You will also hear kids point out insincere sorry’s when they hear them and demand, “you need to say sorry like you mean it!” Forced sorry’s sound hollow because they are usually devoid of genuine caring. The problem is that while we can force a child to say sorry, it doesn’t mean that they feel remorse.
In our haste to get children to look mature and to say the ‘right thing’, we have lost sight that manners must be rooted in the right meanings. What good are manners if they don’t have caring behind them and what are we really teaching a child? While we can force them to say ‘sorry’ under threat of punishment, does this translate into a child doing the right thing when no one is looking? To put it another way – if we make a child repeat caring phrases will this lead to a more caring child?
We also demand caring performances from our children when it comes to saying thank you or giving affection to others. Do we stop and consider whether a child feels gratitude and caring before they say thank you? Do we tell our children to give hugs to people or to be ‘nice’ when they have little desire to be close, thus overriding and discounting the feelings that they do have? Such actions deny a child a sense of agency over their body and their feelings. This is a dangerous practice when considering what kids need to flourish and to be safe.
There is nothing wrong or misguided in wanting our children to grow as socially responsible and emotionally mature beings. This growth must come from caring and not at the expense of it. Healthy development requires that one’s words match one’s meanings. This is the essence of integrity and authenticity, the cornerstones of selfhood. There is a way to get there but forcing our children to give false performances only becomes a mask that wears thin under pressure. The path to becoming civil and socially responsible is made possible through caring, and it is our job to cultivate it.

Focus on caring as a vulnerable emotion
What we need to focus on is whether a child feels vulnerable emotion. Does the child have feeling words to describe their emotions? Can they get to their tears when they are facing things that won’t go their way? Do they feel badly when they have hurt someone else? Many bullies have been told to say sorry to their victims, but this hasn’t changed the bully or made them more caring.
Children will be more caring to others when they are full of caring feelings. We need to get our children to their caring feelings and let these take the lead in their interactions with others. The question is where does caring come from in the first place?
The capacity to care is hardwired into our emotional system at birth but it needs support to emerge. It is ironic and yet a simple design, when we are cared for, the capacity to care opens inside us. Caring needs attachment to kick start it – you need something to care about. In other words, children need to be cared for in order to unlock their capacity to care for others and things around them.
Caring for a child is the work of attachment. When we cultivate strong connections with our children and assume responsibility for taking care of them, a child is brought to rest. As Gordon Neufeld states, “A child must not work for our love but rest in it.” When a child can take for granted that their relational needs will be met, their emotional system roars to life and they are drawn into relationship with their caretakers.

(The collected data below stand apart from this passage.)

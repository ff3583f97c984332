//! Descriptor creation
//!
//! Hashes local content into piece digests and writes a new descriptor.

use std::fs::File;
use std::io::Read;
use std::path::{Path, PathBuf};
use std::time::{SystemTime, UNIX_EPOCH};

use anyhow::Result;
use serde_bencode::value::Value;
use sha1::{Digest, Sha1};
use tracing::{debug, info};

use crate::config::CreateOptions;
use crate::error::TorrentError;
use crate::protocol::InfoHash;
use super::descriptor::{dict_value, Descriptor};

/// Summary of a freshly written descriptor
#[derive(Debug, Clone)]
pub struct CreatedTorrent {
    pub info_hash: InfoHash,
    pub piece_length: u64,
    pub piece_count: usize,
    pub total_size: u64,
    /// Number of files described; 1 for single-file descriptors
    pub file_count: usize,
    pub torrent_path: PathBuf,
}

impl CreatedTorrent {
    pub fn info_hash_hex(&self) -> String {
        hex::encode(self.info_hash)
    }
}

/// Accumulates a byte stream into fixed-length piece digests
struct PieceHasher {
    piece_length: usize,
    hasher: Sha1,
    filled: usize,
    digests: Vec<u8>,
}

impl PieceHasher {
    fn new(piece_length: usize) -> Self {
        Self {
            piece_length,
            hasher: Sha1::new(),
            filled: 0,
            digests: Vec::new(),
        }
    }

    fn update(&mut self, mut data: &[u8]) {
        while !data.is_empty() {
            let take = std::cmp::min(self.piece_length - self.filled, data.len());
            self.hasher.update(&data[..take]);
            self.filled += take;
            data = &data[take..];

            if self.filled == self.piece_length {
                let digest = std::mem::replace(&mut self.hasher, Sha1::new()).finalize();
                self.digests.extend_from_slice(&digest);
                self.filled = 0;
            }
        }
    }

    /// Flush the trailing short piece, if any
    fn finish(mut self) -> Vec<u8> {
        if self.filled > 0 {
            self.digests.extend_from_slice(&self.hasher.finalize());
        }
        self.digests
    }
}

fn hash_file_into(path: &Path, hasher: &mut PieceHasher) -> Result<u64> {
    let mut file = File::open(path)
        .map_err(|e| TorrentError::storage_error_full("Failed to open file for hashing", path.display().to_string(), e.to_string()))?;
    let mut buf = vec![0u8; 64 * 1024];
    let mut total = 0u64;
    loop {
        let n = file.read(&mut buf)?;
        if n == 0 {
            break;
        }
        hasher.update(&buf[..n]);
        total += n as u64;
    }
    Ok(total)
}

fn base_name(path: &Path) -> String {
    path.file_name()
        .map(|n| n.to_string_lossy().to_string())
        .unwrap_or_else(|| path.display().to_string())
}

fn wrap_descriptor(info: Value, options: &CreateOptions) -> Result<Descriptor> {
    let now = SystemTime::now()
        .duration_since(UNIX_EPOCH)
        .map(|d| d.as_secs() as i64)
        .unwrap_or(0);

    Descriptor::from_value(dict_value([
        ("info", info),
        ("announce", Value::Bytes(options.tracker_url.as_bytes().to_vec())),
        ("creation date", Value::Int(now)),
        ("created by", Value::Bytes(options.created_by.as_bytes().to_vec())),
    ]))
}

/// Create a descriptor for a single file
pub fn create_single_file_descriptor(file: &Path, output: &Path, options: &CreateOptions) -> Result<CreatedTorrent> {
    options.validate()?;
    if !file.is_file() {
        return Err(TorrentError::resource_missing("File not found", file.display().to_string()).into());
    }

    info!("Creating descriptor for {}", file.display());
    let mut hasher = PieceHasher::new(options.piece_length as usize);
    let total_size = hash_file_into(file, &mut hasher)?;
    let pieces = hasher.finish();
    let piece_count = pieces.len() / 20;

    let info = dict_value([
        ("name", Value::Bytes(base_name(file).into_bytes())),
        ("piece length", Value::Int(options.piece_length as i64)),
        ("pieces", Value::Bytes(pieces)),
        ("length", Value::Int(total_size as i64)),
    ]);

    let descriptor = wrap_descriptor(info, options)?;
    let info_hash = descriptor.info_hash()?;
    descriptor.save(output)?;

    info!("Created descriptor {} ({} pieces, info hash {})", output.display(), piece_count, hex::encode(info_hash));
    Ok(CreatedTorrent {
        info_hash,
        piece_length: options.piece_length,
        piece_count,
        total_size,
        file_count: 1,
        torrent_path: output.to_path_buf(),
    })
}

/// Collect regular files below `dir`, sorted, as (absolute path, path segments)
fn walk_sorted(root: &Path, dir: &Path, out: &mut Vec<(PathBuf, Vec<String>)>) -> Result<()> {
    let mut entries: Vec<PathBuf> = std::fs::read_dir(dir)?
        .map(|entry| entry.map(|e| e.path()))
        .collect::<std::io::Result<_>>()?;
    entries.sort();

    for path in entries {
        if path.is_dir() {
            walk_sorted(root, &path, out)?;
        } else if path.is_file() {
            let relative = path.strip_prefix(root)
                .map_err(|e| TorrentError::storage_error_full("Path outside of content root", path.display().to_string(), e.to_string()))?;
            let segments = relative
                .components()
                .map(|c| c.as_os_str().to_string_lossy().to_string())
                .collect();
            out.push((path.clone(), segments));
        }
    }
    Ok(())
}

/// Create a descriptor for every file under a directory
///
/// Pieces are hashed over the concatenation of all files in walk order, so a
/// piece may span a file boundary.
pub fn create_multi_file_descriptor(dir: &Path, output: &Path, options: &CreateOptions) -> Result<CreatedTorrent> {
    options.validate()?;
    if !dir.is_dir() {
        return Err(TorrentError::resource_missing("Directory not found", dir.display().to_string()).into());
    }

    info!("Creating multi-file descriptor for {}", dir.display());
    let mut files = Vec::new();
    walk_sorted(dir, dir, &mut files)?;
    debug!("Found {} files", files.len());

    let mut hasher = PieceHasher::new(options.piece_length as usize);
    let mut entries = Vec::with_capacity(files.len());
    let mut total_size = 0u64;
    for (path, segments) in &files {
        let length = hash_file_into(path, &mut hasher)?;
        total_size += length;
        entries.push(dict_value([
            ("length", Value::Int(length as i64)),
            ("path", Value::List(segments.iter().map(|s| Value::Bytes(s.as_bytes().to_vec())).collect())),
        ]));
    }
    let pieces = hasher.finish();
    let piece_count = pieces.len() / 20;

    let info = dict_value([
        ("name", Value::Bytes(base_name(dir).into_bytes())),
        ("piece length", Value::Int(options.piece_length as i64)),
        ("pieces", Value::Bytes(pieces)),
        ("files", Value::List(entries)),
    ]);

    let descriptor = wrap_descriptor(info, options)?;
    let info_hash = descriptor.info_hash()?;
    descriptor.save(output)?;

    info!("Created descriptor {} ({} files, {} pieces)", output.display(), files.len(), piece_count);
    Ok(CreatedTorrent {
        info_hash,
        piece_length: options.piece_length,
        piece_count,
        total_size,
        file_count: files.len(),
        torrent_path: output.to_path_buf(),
    })
}
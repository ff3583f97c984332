//! Peer management module
//!
//! Handles peer connections and state management.

pub mod connection;
pub mod manager;
pub mod state;

// Re-export main types
pub use connection::{PeerConnection, PeerSender};
pub use manager::{PeerHandle, PeerRegistry};
pub use state::{Peer, PeerState};
//! Torrent descriptor handling module
//!
//! Decoding, inspecting and creating descriptor files.

pub mod creator;
pub mod descriptor;
pub mod info;

pub use creator::{create_multi_file_descriptor, create_single_file_descriptor, CreatedTorrent};
pub use descriptor::Descriptor;
pub use info::{TorrentFile, TorrentInfo};
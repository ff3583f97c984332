//! CLI module
//!
//! Command-line interface for mini-torrent.

pub mod args;
pub mod progress;

pub use args::{CliArgs, Command};
pub use progress::ProgressDisplay;
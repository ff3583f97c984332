//! File storage module
//!
//! Reads and writes piece data against a single destination file. Multi-file
//! content is stored as one concatenated file.

use std::io::SeekFrom;
use std::path::{Path, PathBuf};

use anyhow::Result;
use sha1::{Digest, Sha1};
use tokio::fs;
use tokio::io::{AsyncReadExt, AsyncSeekExt, AsyncWriteExt};
use tracing::{debug, error, info, trace, warn};

use crate::error::TorrentError;

/// Piece-addressed view of the destination file
#[derive(Debug, Clone)]
pub struct PieceStore {
    path: PathBuf,
    piece_length: u64,
    total_length: u64,
}

impl PieceStore {
    pub fn new(path: PathBuf, piece_length: u64, total_length: u64) -> Self {
        Self { path, piece_length, total_length }
    }

    pub fn path(&self) -> &Path {
        &self.path
    }

    pub fn piece_length(&self) -> u64 {
        self.piece_length
    }

    pub fn total_length(&self) -> u64 {
        self.total_length
    }

    /// Actual length of piece `index`; zero past the end
    pub fn piece_size(&self, index: u32) -> u64 {
        let start = index as u64 * self.piece_length;
        if start >= self.total_length {
            return 0;
        }
        std::cmp::min(self.piece_length, self.total_length - start)
    }

    /// Create the destination if missing and grow it to the content length
    ///
    /// A longer existing file is left as it is.
    pub async fn ensure_file(&self) -> Result<()> {
        if let Some(parent) = self.path.parent() {
            if !parent.as_os_str().is_empty() && !parent.exists() {
                debug!("Creating directory: {}", parent.display());
                fs::create_dir_all(parent).await
                    .map_err(|e| {
                        error!("Failed to create directory '{}': {}", parent.display(), e);
                        TorrentError::storage_error_full("Failed to create directory", parent.display().to_string(), e.to_string())
                    })?;
            }
        }

        let existed = self.path.exists();
        let file = fs::OpenOptions::new()
            .write(true)
            .create(true)
            .open(&self.path)
            .await
            .map_err(|e| {
                error!("Failed to create file '{}': {}", self.path.display(), e);
                TorrentError::storage_error_full("Failed to create file", self.path.display().to_string(), e.to_string())
            })?;

        let current = file.metadata().await?.len();
        if current > self.total_length {
            warn!("'{}' is {} bytes, longer than the {} bytes expected; leaving it", self.path.display(), current, self.total_length);
        } else if current < self.total_length {
            if existed {
                warn!("Growing '{}' from {} to {} bytes", self.path.display(), current, self.total_length);
            }
            file.set_len(self.total_length).await
                .map_err(|e| {
                    error!("Failed to set file length for '{}': {}", self.path.display(), e);
                    TorrentError::storage_error_full("Failed to set file length", self.path.display().to_string(), e.to_string())
                })?;
        }

        info!("Destination ready: {} ({} bytes)", self.path.display(), self.total_length);
        Ok(())
    }

    /// Write `data` at an absolute byte offset
    pub async fn write_block(&self, offset: u64, data: &[u8]) -> Result<()> {
        trace!("Writing {} bytes at offset {}", data.len(), offset);
        let mut file = fs::OpenOptions::new()
            .read(true)
            .write(true)
            .open(&self.path)
            .await
            .map_err(|e| {
                error!("Failed to open file '{}': {}", self.path.display(), e);
                TorrentError::storage_error_full("Failed to open file for writing", self.path.display().to_string(), e.to_string())
            })?;

        file.seek(SeekFrom::Start(offset)).await
            .map_err(|e| TorrentError::storage_error_full("Failed to seek in file", self.path.display().to_string(), e.to_string()))?;
        file.write_all(data).await
            .map_err(|e| {
                error!("Failed to write to file '{}': {}", self.path.display(), e);
                TorrentError::storage_error_full("Failed to write to file", self.path.display().to_string(), e.to_string())
            })?;
        file.flush().await?;
        Ok(())
    }

    /// Read a whole piece; short if the file ends early
    pub async fn read_piece(&self, index: u32) -> Result<Vec<u8>> {
        let offset = index as u64 * self.piece_length;
        self.read_at(offset, self.piece_length as usize).await
    }

    /// Read a block, clamped to the piece's actual length
    pub async fn read_block(&self, index: u32, begin: u32, length: u32) -> Result<Vec<u8>> {
        let piece_size = self.piece_size(index);
        let begin = begin as u64;
        if begin >= piece_size {
            return Ok(Vec::new());
        }
        let length = std::cmp::min(length as u64, piece_size - begin);
        let offset = index as u64 * self.piece_length + begin;
        self.read_at(offset, length as usize).await
    }

    async fn read_at(&self, offset: u64, length: usize) -> Result<Vec<u8>> {
        let mut file = fs::File::open(&self.path).await
            .map_err(|e| {
                error!("Failed to open file '{}': {}", self.path.display(), e);
                TorrentError::storage_error_full("Failed to open file for reading", self.path.display().to_string(), e.to_string())
            })?;
        file.seek(SeekFrom::Start(offset)).await
            .map_err(|e| TorrentError::storage_error_full("Failed to seek in file", self.path.display().to_string(), e.to_string()))?;

        let mut buffer = Vec::with_capacity(length);
        (&mut file).take(length as u64).read_to_end(&mut buffer).await
            .map_err(|e| TorrentError::storage_error_full("Failed to read from file", self.path.display().to_string(), e.to_string()))?;
        trace!("Read {} of {} bytes at offset {}", buffer.len(), length, offset);
        Ok(buffer)
    }

    /// Compare the stored piece against its expected digest
    pub async fn verify_piece(&self, index: u32, expected: &[u8; 20]) -> Result<bool> {
        let data = self.read_piece(index).await?;
        let valid = Sha1::digest(&data).as_slice() == expected;
        if valid {
            debug!("Piece {} verification: PASSED", index);
        } else {
            warn!("Piece {} verification: FAILED (hash mismatch)", index);
        }
        Ok(valid)
    }
}

#[cfg(test)]
mod tests {
    use super::*;

    #[tokio::test]
    async fn test_ensure_file_presizes() {
        let dir = tempfile::tempdir().unwrap();
        let store = PieceStore::new(dir.path().join("nested").join("out.bin"), 4, 10);
        store.ensure_file().await.unwrap();

        let data = std::fs::read(store.path()).unwrap();
        assert_eq!(data, vec![0u8; 10]);
    }

    #[tokio::test]
    async fn test_ensure_file_keeps_longer_file() {
        let dir = tempfile::tempdir().unwrap();
        let path = dir.path().join("existing.bin");
        std::fs::write(&path, vec![7u8; 5000]).unwrap();

        let store = PieceStore::new(path.clone(), 1024, 3000);
        store.ensure_file().await.unwrap();
        assert_eq!(std::fs::read(&path).unwrap(), vec![7u8; 5000]);

        // a shorter file is grown, keeping its bytes
        std::fs::write(&path, vec![7u8; 100]).unwrap();
        store.ensure_file().await.unwrap();
        let data = std::fs::read(&path).unwrap();
        assert_eq!(data.len(), 3000);
        assert!(data[..100].iter().all(|&b| b == 7));
        assert!(data[100..].iter().all(|&b| b == 0));
    }

    #[tokio::test]
    async fn test_write_and_read_blocks() {
        let dir = tempfile::tempdir().unwrap();
        let store = PieceStore::new(dir.path().join("out.bin"), 4, 10);
        store.ensure_file().await.unwrap();

        store.write_block(4, &[1, 2, 3, 4]).await.unwrap();
        store.write_block(8, &[9, 9]).await.unwrap();

        assert_eq!(store.read_piece(1).await.unwrap(), vec![1, 2, 3, 4]);
        // last piece is short at EOF
        assert_eq!(store.read_piece(2).await.unwrap(), vec![9, 9]);
        assert_eq!(store.read_block(1, 1, 2).await.unwrap(), vec![2, 3]);
        // clamped to the piece length
        assert_eq!(store.read_block(2, 0, 16384).await.unwrap(), vec![9, 9]);
        assert!(store.read_block(2, 5, 1).await.unwrap().is_empty());
    }

    #[tokio::test]
    async fn test_verify_piece() {
        let dir = tempfile::tempdir().unwrap();
        let store = PieceStore::new(dir.path().join("out.bin"), 4, 8);
        store.ensure_file().await.unwrap();
        store.write_block(0, b"abcd").await.unwrap();

        let good: [u8; 20] = Sha1::digest(b"abcd").into();
        assert!(store.verify_piece(0, &good).await.unwrap());
        assert!(!store.verify_piece(1, &good).await.unwrap());
    }

    #[test]
    fn test_piece_size() {
        let store = PieceStore::new(PathBuf::from("x"), 262144, 600000);
        assert_eq!(store.piece_size(0), 262144);
        assert_eq!(store.piece_size(2), 75712);
        assert_eq!(store.piece_size(3), 0);
    }

    #[tokio::test]
    async fn test_write_without_file_fails() {
        let dir = tempfile::tempdir().unwrap();
        let store = PieceStore::new(dir.path().join("missing.bin"), 4, 8);
        assert!(store.write_block(0, b"ab").await.is_err());
    }
}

Relationship begets relationship; and caring grows caring in them.
A good attachment involves cultivating a strong relationship by providing a sense of sameness, belonging, loyalty, significance, love, and sharing of secrets (see Chapter 4 in Rest, Play, Grow). When our children can take our invitation for relationship for granted, they can rest in our care and grow into the caring beings that nature intended. It is never too late to strengthen our relationship with a child and it is never too late to grow more caring as a result.
What we need to remember is that our children come with an innate caring spirit that grows them into civil, social, and considerate beings. Our job is not to force them to act as if they care, but to grow their caring from the inside out.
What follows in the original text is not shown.